Now, 76 minutes of a man on the street in mid-sneeze is interesting only for the first 2 minutes. After that? Boring! (A la Warhol's Empire State...)

Mount your camera on a long, sturdy line that stretches a long, long way down a busy street and add a rail-gun-like mechanism to keep the camera moving at a scary rate for the 1 second.

Now you get a graceful 'matrix'-like tracking shot of people people on the street, caught in mid-life.

The interesting thing is that you see all these people pass you by over 76 minutes -- eating, laughing, talking, driving, yelling, crying -- but only 1 second of city life has passed in the film.

Maybe it is just me, but I'd pay to see this movie.

Then again, I liked Baraka.

not_only_but_also, Jan 27 2005

1000fps to 109,500 fps http://news.thomasn...om/fullstory/458599
It does 1000fps in high-res and up to 109,500 in low res [not_only_but_also, Jan 27 2005]

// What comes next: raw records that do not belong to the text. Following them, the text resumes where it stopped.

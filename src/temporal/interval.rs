//! INTERVAL text parser.
//!
//! The server prints intervals as optional calendar fields followed by an
//! optional clock field, each of which may be missing:
//!
//! ```text
//! 1 year 2 mons 3 days 04:05:06.789
//! -1 days +02:03:00
//! -04:05:06
//! ```
//!
//! [`IntervalScanner`] reads that in one forward pass, one byte at a time.
//! A digit feeds the running value; a unit letter or a clock separator
//! commits it to the field it marks. The field cursor only moves forward, so
//! a marker for a field already passed is ignored. Anything else, including
//! malformed input, is skipped.

use tracing::trace;

use crate::value::Interval;

/// Field the next committed value goes to.
#[derive(Debug, Clone, Copy, PartialEq, Eq, PartialOrd, Ord)]
pub enum IntervalField {
    Years,
    Months,
    Days,
    Hours,
    Minutes,
    Seconds,
    /// Digits after the seconds' decimal point
    Fraction,
}

/// Single-pass interval parser state.
#[derive(Debug, Clone)]
pub struct IntervalScanner {
    years: i64,
    months: i64,
    days: i64,
    hours: f64,
    minutes: f64,
    seconds: f64,
    fraction: f64,
    value: f64,
    sign: f64,
    denominator: f64,
    field: IntervalField,
    skip_word: bool,
}

impl Default for IntervalScanner {
    fn default() -> Self {
        Self::new()
    }
}

impl IntervalScanner {
    pub const fn new() -> Self {
        Self {
            years: 0,
            months: 0,
            days: 0,
            hours: 0.0,
            minutes: 0.0,
            seconds: 0.0,
            fraction: 0.0,
            value: 0.0,
            sign: 1.0,
            denominator: 1.0,
            field: IntervalField::Years,
            skip_word: false,
        }
    }

    /// Field the cursor is on.
    pub fn field(&self) -> IntervalField {
        self.field
    }

    /// Feed one input byte.
    pub fn step(&mut self, b: u8) {
        // rest of a unit word such as "years" or "mons"
        if self.skip_word {
            if b == b' ' {
                self.skip_word = false;
            }
            return;
        }

        match b {
            b'-' => self.sign = -1.0,
            b'0'..=b'9' => {
                self.value = self.value * 10.0 + f64::from(b - b'0');
                if self.field == IntervalField::Fraction {
                    self.denominator *= 10.0;
                }
            }
            b'y' if self.field == IntervalField::Years => {
                self.years = self.take_signed();
                trace!(years = self.years, "interval field");
                self.advance_past_unit(IntervalField::Months);
            }
            b'm' if self.field <= IntervalField::Months => {
                self.months = self.take_signed();
                trace!(months = self.months, "interval field");
                self.advance_past_unit(IntervalField::Days);
            }
            b'd' if self.field <= IntervalField::Days => {
                self.days = self.take_signed();
                trace!(days = self.days, "interval field");
                self.advance_past_unit(IntervalField::Hours);
            }
            b':' if self.field <= IntervalField::Hours => {
                self.hours = self.take_unsigned();
                self.field = IntervalField::Minutes;
            }
            b':' if self.field == IntervalField::Minutes => {
                self.minutes = self.take_unsigned();
                self.field = IntervalField::Seconds;
            }
            b'.' if self.field == IntervalField::Seconds => {
                self.seconds = self.take_unsigned();
                self.field = IntervalField::Fraction;
            }
            _ => {}
        }
    }

    /// Flush the open clock field and compose the interval.
    ///
    /// Years count as 365 days and months as 30 days. A minus sign seen in
    /// the clock part negates the whole clock value.
    pub fn finish(mut self) -> Interval {
        match self.field {
            IntervalField::Minutes => self.minutes = self.value,
            IntervalField::Seconds => self.seconds = self.value,
            IntervalField::Fraction => self.fraction = self.value / self.denominator,
            _ => {}
        }

        let clock = self.fraction + self.seconds + self.minutes * 60.0 + self.hours * 3600.0;
        let seconds = if self.sign < 0.0 { -clock } else { clock };
        let days = self
            .days
            .saturating_add(self.years.saturating_mul(365))
            .saturating_add(self.months.saturating_mul(30));

        trace!(days, seconds, "interval parsed");
        Interval::new(days, seconds)
    }

    fn take_signed(&mut self) -> i64 {
        let v = (self.value * self.sign) as i64;
        self.value = 0.0;
        self.sign = 1.0;
        v
    }

    fn take_unsigned(&mut self) -> f64 {
        let v = self.value;
        self.value = 0.0;
        v
    }

    fn advance_past_unit(&mut self, next: IntervalField) {
        self.field = next;
        self.skip_word = true;
    }
}

/// Parse an interval literal. Never fails; unrecognized input is skipped.
pub fn parse_interval(bytes: &[u8]) -> Interval {
    let mut scanner = IntervalScanner::new();
    for &b in bytes {
        scanner.step(b);
    }
    scanner.finish()
}

#[cfg(test)]
mod tests {
    use super::*;

    fn assert_interval(input: &str, days: i64, seconds: f64) {
        let parsed = parse_interval(input.as_bytes());
        assert_eq!(parsed.days, days, "days of {:?}", input);
        assert!(
            (parsed.seconds - seconds).abs() < 1e-9,
            "seconds of {:?}: {} != {}",
            input,
            parsed.seconds,
            seconds
        );
    }

    #[test]
    fn test_full_interval() {
        assert_interval("1 year 2 mons 3 days 04:05:06.789", 428, 14706.789);
    }

    #[test]
    fn test_negative_clock() {
        assert_interval("-04:05:06", 0, -14706.0);
    }

    #[test]
    fn test_mixed_signs() {
        assert_interval("-1 days +02:03:00", -1, 7380.0);
        assert_interval("-1 years -2 mons", -365 - 60, 0.0);
    }

    #[test]
    fn test_calendar_only() {
        assert_interval("3 days", 3, 0.0);
        assert_interval("1 mon", 30, 0.0);
        assert_interval("2 years", 730, 0.0);
        assert_interval("1 year 1 day", 366, 0.0);
    }

    #[test]
    fn test_clock_only() {
        assert_interval("00:00:00", 0, 0.0);
        assert_interval("12:30", 0, 45000.0);
        assert_interval("00:00:01.5", 0, 1.5);
        assert_interval("00:00:00.000001", 0, 0.000001);
    }

    #[test]
    fn test_fraction_precision() {
        // digit count sets the scale
        assert_interval("00:00:00.05", 0, 0.05);
        assert_interval("00:00:00.5", 0, 0.5);
        assert_interval("00:00:00.500", 0, 0.5);
    }

    #[test]
    fn test_empty_and_garbage() {
        assert_interval("", 0, 0.0);
        assert_interval("garbage", 0, 0.0);
        // a bare number without a marker is dropped
        assert_interval("5", 0, 0.0);
    }

    #[test]
    fn test_markers_do_not_go_back() {
        // 'y' after days is ignored
        assert_interval("3 days 4 y", 3, 0.0);
        // a third ':' is ignored, so the digits run on into the seconds
        assert_interval("01:02:03:04", 0, 3600.0 + 120.0 + 304.0);
    }

    #[test]
    fn test_field_cursor() {
        let mut scanner = IntervalScanner::new();
        assert_eq!(scanner.field(), IntervalField::Years);
        for &b in b"2 mons " {
            scanner.step(b);
        }
        assert_eq!(scanner.field(), IntervalField::Days);
        for &b in b"01:02:03." {
            scanner.step(b);
        }
        assert_eq!(scanner.field(), IntervalField::Fraction);
    }
}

Baraka http://www.imdb.com/title/tt0103767/
[not_only_but_also, Jan 27 2005]

Empire http://www.imdb.com/title/tt0196530/
An 8 hour movie of the Empire State Building [not_only_but_also, Jan 27 2005]

HB: "Cheap Slow Motion Camera" cheap_20Slow_20motion_20cam
The Photron has come up before here. [bristolz, Jan 27 2005]

(?) High speed cameras used to record H-bomb detonations http://www.aracnet..../wetokian/trap1.htm
oral history of the H- bomb tests [csea, Jan 27 2005]

Frozen Moment Technique http://www.digitala.../frozen_moment.html
[Worldgineer, Jan 27 2005]

The Quickening Rule _22The_20Quickening_22_20Rule
by mrkillboy. [calum, Feb 01 2005]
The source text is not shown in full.